“If the Alliance for Hippocratic Medicine and other plaintiffs lack standing, why did the court take the case in the first place, and why did it take so long (three months) to figure out this obvious legal standard?”
— Richard Dasheiff, M.D., Plano, Texas
Hi Richard,
Both the trial and the appeals courts in the mifepristone case found that the anti-abortion plaintiffs had legal standing to bring their lawsuit. So if the Supreme Court hadn’t taken the case and reversed that clear legal error, then that would have permitted the challenge that endangered access to the medication. That’s why the federal government appealed to the Supreme Court for the reversal that came Thursday in FDA v. Alliance for Hippocratic Medicine.

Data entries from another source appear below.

//! # HTTP server
//!
//! Thin axum layer over [`RagService`]. Every handler answers with the
//! service's reply payload; failures carry the status of the underlying
//! [`RagError`](crate::error::RagError) (404 unknown user, 400 bad input or
//! unsupported model, 502 backend trouble, 500 otherwise).
//!
//! | Method | Path                | Body / query                                         |
//! |--------|---------------------|------------------------------------------------------|
//! | GET    | `/`                 | welcome text                                         |
//! | GET    | `/rag/`             | `user_prompt`, optional `user_id`, `model_name`, `top_k` |
//! | GET    | `/summarise/`       | `text`                                               |
//! | POST   | `/api/add-docs`     | `{user_id, documents}`                               |
//! | POST   | `/api/query`        | `{user_id, query, model_name?, backend?, top_k?}`    |
//! | POST   | `/api/summarize`    | `{text, model_name?}`                                |
//!
//! `userId` is accepted for `user_id`, and `/api/add-docs` takes a single
//! `text` string in place of `documents`. Query strings or bodies that fail to
//! decode get an `{"error", "kind": "invalid_input"}` payload with the
//! extractor's status.

use std::net::SocketAddr;
use std::sync::Arc;

use axum::{
    Json, Router,
    extract::{
        Query, State,
        rejection::{JsonRejection, QueryRejection},
    },
    http::StatusCode,
    response::{IntoResponse, Response},
    routing::{get, post},
};
use serde::{Deserialize, Serialize};
use serde_json::json;
use tower_http::trace::TraceLayer;
use tracing::info;

use crate::error::{RagError, Result};
use crate::service::{ErrorReply, QueryReply, QueryRequest, RagService};

const WELCOME: &str = "Welcome to the Awful RAG server. POST /api/add-docs to index documents, \
                       POST /api/query to ask about them.";

#[derive(Deserialize)]
struct RagParams {
    user_prompt: String,
    #[serde(alias = "userId")]
    user_id: Option<String>,
    model_name: Option<String>,
    top_k: Option<usize>,
}

#[derive(Deserialize)]
struct SummariseParams {
    text: String,
}

#[derive(Deserialize)]
#[serde(untagged)]
enum Documents {
    Many(Vec<String>),
    One(String),
}

impl From<Documents> for Vec<String> {
    fn from(documents: Documents) -> Self {
        match documents {
            Documents::Many(many) => many,
            Documents::One(one) => vec![one],
        }
    }
}

#[derive(Deserialize)]
struct AddDocsBody {
    #[serde(alias = "userId")]
    user_id: String,
    #[serde(alias = "text")]
    documents: Documents,
}

#[derive(Deserialize)]
struct SummarizeBody {
    text: String,
    model_name: Option<String>,
}

fn reply<T: Serialize>(status: u16, body: T) -> Response {
    let status = StatusCode::from_u16(status).unwrap_or(StatusCode::INTERNAL_SERVER_ERROR);
    (status, Json(body)).into_response()
}

/// Extractor failures as the same `{"error"}` payload the service returns.
fn rejected(status: StatusCode, message: String) -> Response {
    let failure = ErrorReply::from_error(&RagError::InvalidInput(message));
    (status, Json(failure)).into_response()
}

fn query_rejected(rejection: QueryRejection) -> Response {
    rejected(rejection.status(), rejection.body_text())
}

fn json_rejected(rejection: JsonRejection) -> Response {
    rejected(rejection.status(), rejection.body_text())
}

async fn welcome() -> &'static str {
    WELCOME
}

async fn rag(
    State(service): State<Arc<RagService>>,
    params: std::result::Result<Query<RagParams>, QueryRejection>,
) -> Response {
    let Query(params) = match params {
        Ok(params) => params,
        Err(rejection) => return query_rejected(rejection),
    };
    let user_id = params
        .user_id
        .unwrap_or_else(|| service.config().server.default_user.clone());
    let mut request = QueryRequest::new(&user_id, &params.user_prompt);
    request.model_name = params.model_name;
    request.top_k = params.top_k;

    match service.query(&request).await {
        QueryReply::Answer(answer) => reply(200, json!({ "answer": answer.answer })),
        QueryReply::Failed(failure) => reply(failure.status, failure),
    }
}

async fn summarise(
    State(service): State<Arc<RagService>>,
    params: std::result::Result<Query<SummariseParams>, QueryRejection>,
) -> Response {
    let Query(params) = match params {
        Ok(params) => params,
        Err(rejection) => return query_rejected(rejection),
    };
    let summary = service.summarise_reply(&params.text, None).await;
    reply(summary.status(), summary)
}

async fn add_docs(
    State(service): State<Arc<RagService>>,
    body: std::result::Result<Json<AddDocsBody>, JsonRejection>,
) -> Response {
    let Json(body) = match body {
        Ok(body) => body,
        Err(rejection) => return json_rejected(rejection),
    };
    let added = service.add(&body.user_id, body.documents.into()).await;
    reply(added.status(), added)
}

async fn query(
    State(service): State<Arc<RagService>>,
    request: std::result::Result<Json<QueryRequest>, JsonRejection>,
) -> Response {
    let Json(request) = match request {
        Ok(request) => request,
        Err(rejection) => return json_rejected(rejection),
    };
    let answer = service.query(&request).await;
    reply(answer.status(), answer)
}

async fn summarize(
    State(service): State<Arc<RagService>>,
    body: std::result::Result<Json<SummarizeBody>, JsonRejection>,
) -> Response {
    let Json(body) = match body {
        Ok(body) => body,
        Err(rejection) => return json_rejected(rejection),
    };
    let summary = service
        .summarise_reply(&body.text, body.model_name.as_deref())
        .await;
    reply(summary.status(), summary)
}

/// All routes over `service`.
pub fn router(service: Arc<RagService>) -> Router {
    Router::new()
        .route("/", get(welcome))
        .route("/rag", get(rag))
        .route("/rag/", get(rag))
        .route("/summarise", get(summarise))
        .route("/summarise/", get(summarise))
        .route("/api/add-docs", post(add_docs))
        .route("/api/query", post(query))
        .route("/api/summarize", post(summarize))
        .layer(TraceLayer::new_for_http())
        .with_state(service)
}

/// Serve on the configured address until Ctrl-C.
pub async fn serve(service: Arc<RagService>) -> Result<()> {
    let server = &service.config().server;
    let addr: SocketAddr = format!("{}:{}", server.host, server.port)
        .parse()
        .map_err(|e| RagError::Config(format!("invalid server address: {e}")))?;

    let listener = tokio::net::TcpListener::bind(addr).await?;
    info!("Serving on http://{}", addr);

    axum::serve(listener, router(service))
        .with_graceful_shutdown(async {
            let _ = tokio::signal::ctrl_c().await;
            info!("Shutting down");
        })
        .await?;
    Ok(())
}

#[cfg(test)]
mod tests {
    use super::*;
    use crate::config::{EmbeddingKind, RagConfig};
    use crate::embedding::HashingEmbedder;
    use httpmock::prelude::*;
    use tempfile::TempDir;

    fn setup() {
        let _ = tracing_subscriber::fmt::try_init();
    }

    async fn spawn(dir: &TempDir, ollama_base: &str) -> String {
        setup();
        let mut config = RagConfig::default();
        config.index_dir = Some(dir.path().to_path_buf());
        config.embedding.kind = EmbeddingKind::Hashing;
        config.generation.ollama.api_base = ollama_base.to_string();
        config.generation.timeout_secs = 5;
        config.server.default_user = "u1".into();
        let service =
            Arc::new(RagService::new(config, Arc::new(HashingEmbedder::new(128))).unwrap());

        let listener = tokio::net::TcpListener::bind("127.0.0.1:0").await.unwrap();
        let addr = listener.local_addr().unwrap();
        tokio::spawn(async move {
            axum::serve(listener, router(service)).await.unwrap();
        });
        format!("http://{addr}")
    }

    #[tokio::test]
    async fn test_welcome() {
        let dir = TempDir::new().unwrap();
        let base = spawn(&dir, "http://127.0.0.1:9/v1").await;

        let body = reqwest::get(format!("{base}/")).await.unwrap().text().await.unwrap();
        assert!(body.starts_with("Welcome"));
    }

    #[tokio::test]
    async fn test_add_then_rag_answers() {
        let ollama = MockServer::start_async().await;
        ollama
            .mock_async(|when, then| {
                when.method(POST).path("/v1/chat/completions");
                then.status(200).json_body(json!({
                    "id": "chatcmpl-1",
                    "object": "chat.completion",
                    "created": 1_700_000_000,
                    "model": "llama3.2:1b",
                    "choices": [{
                        "index": 0,
                        "message": { "role": "assistant", "content": "Paris." },
                        "finish_reason": "stop"
                    }]
                }));
            })
            .await;

        let dir = TempDir::new().unwrap();
        let base = spawn(&dir, &ollama.url("/v1")).await;
        let client = reqwest::Client::new();

        let added: serde_json::Value = client
            .post(format!("{base}/api/add-docs"))
            .json(&json!({ "user_id": "u1", "documents": ["Paris is the capital of France."] }))
            .send()
            .await
            .unwrap()
            .json()
            .await
            .unwrap();
        assert_eq!(added["status"], "success");

        let response = client
            .get(format!("{base}/rag/?user_prompt=What%20is%20the%20capital%20of%20France%3F"))
            .send()
            .await
            .unwrap();
        assert_eq!(response.status(), 200);
        let body: serde_json::Value = response.json().await.unwrap();
        assert_eq!(body, json!({ "answer": "Paris." }));
    }

    #[tokio::test]
    async fn test_unknown_user_is_404() {
        let dir = TempDir::new().unwrap();
        let base = spawn(&dir, "http://127.0.0.1:9/v1").await;

        let response = reqwest::Client::new()
            .post(format!("{base}/api/query"))
            .json(&json!({ "user_id": "ghost", "query": "hello", "model_name": "llama3.2:1b" }))
            .send()
            .await
            .unwrap();
        assert_eq!(response.status(), 404);
        let body: serde_json::Value = response.json().await.unwrap();
        assert_eq!(body["error"], "No documents found for user ghost");
    }

    #[tokio::test]
    async fn test_empty_documents_are_400() {
        let dir = TempDir::new().unwrap();
        let base = spawn(&dir, "http://127.0.0.1:9/v1").await;

        let response = reqwest::Client::new()
            .post(format!("{base}/api/add-docs"))
            .json(&json!({ "user_id": "u1", "documents": [] }))
            .send()
            .await
            .unwrap();
        assert_eq!(response.status(), 400);
    }

    #[tokio::test]
    async fn test_missing_query_parameter_is_json_error() {
        let dir = TempDir::new().unwrap();
        let base = spawn(&dir, "http://127.0.0.1:9/v1").await;

        let response = reqwest::get(format!("{base}/rag/")).await.unwrap();
        assert_eq!(response.status(), 400);
        let body: serde_json::Value = response.json().await.unwrap();
        assert_eq!(body["kind"], "invalid_input");
        assert!(body["error"].as_str().unwrap().contains("user_prompt"));
    }

    #[tokio::test]
    async fn test_malformed_body_is_json_error() {
        let dir = TempDir::new().unwrap();
        let base = spawn(&dir, "http://127.0.0.1:9/v1").await;
        let client = reqwest::Client::new();

        let response = client
            .post(format!("{base}/api/add-docs"))
            .header("content-type", "application/json")
            .body("{not json")
            .send()
            .await
            .unwrap();
        assert_eq!(response.status(), 400);
        let body: serde_json::Value = response.json().await.unwrap();
        assert_eq!(body["kind"], "invalid_input");

        let response = client
            .post(format!("{base}/api/query"))
            .json(&json!({ "query": "who?" }))
            .send()
            .await
            .unwrap();
        assert_eq!(response.status(), 422);
        let body: serde_json::Value = response.json().await.unwrap();
        assert!(body["error"].as_str().unwrap().contains("user_id"));
    }

    #[tokio::test]
    async fn test_gateway_field_names_are_accepted() {
        let dir = TempDir::new().unwrap();
        let base = spawn(&dir, "http://127.0.0.1:9/v1").await;

        let response = reqwest::Client::new()
            .post(format!("{base}/api/add-docs"))
            .json(&json!({ "userId": "u7", "text": "hello" }))
            .send()
            .await
            .unwrap();
        assert_eq!(response.status(), 200);
        let body: serde_json::Value = response.json().await.unwrap();
        assert_eq!(body["message"], "1 documents added for u7");
    }
}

As for the timing of the decision following the March 26 hearing, that requires some educated speculation. But it’s not unusual in the broader scheme of things.
The March 26 hearing to the June 13 decision timeline isn’t very long for a Supreme Court case. That’s especially so in a significant appeal that doesn’t hinge on the court ruling by a particular date — as opposed to cases where, for example, a specific law is about to take effect imminently or someone is about to be executed. The lower court ruling in the mifepristone case was on hold pending Supreme Court review.
The case was also argued toward the end of the court’s term, which starts in October and typically sees the final decisions issued by July. By this point in the term, the justices’ work has piled up as they seek to issue their rulings, which they publish on a rolling basis. Several crucial appeals are still awaiting a decision. Some of those most significant cases weren’t argued until April, including Donald Trump’s criminal immunity claim and another important abortion case involving Idaho’s near-total ban.
The latter case, Moyle v. United States, was argued on April 24. Justice Brett Kavanaugh’s unanimous mifepristone ruling cited comments by the government’s lawyer from that late-April hearing that reiterated conscience protections for anti-abortion doctors. Whatever effect those comments had on the mifepristone case outcome, Kavanaugh found them worth referencing in his decision — whatever delay, if any, that added to its publication.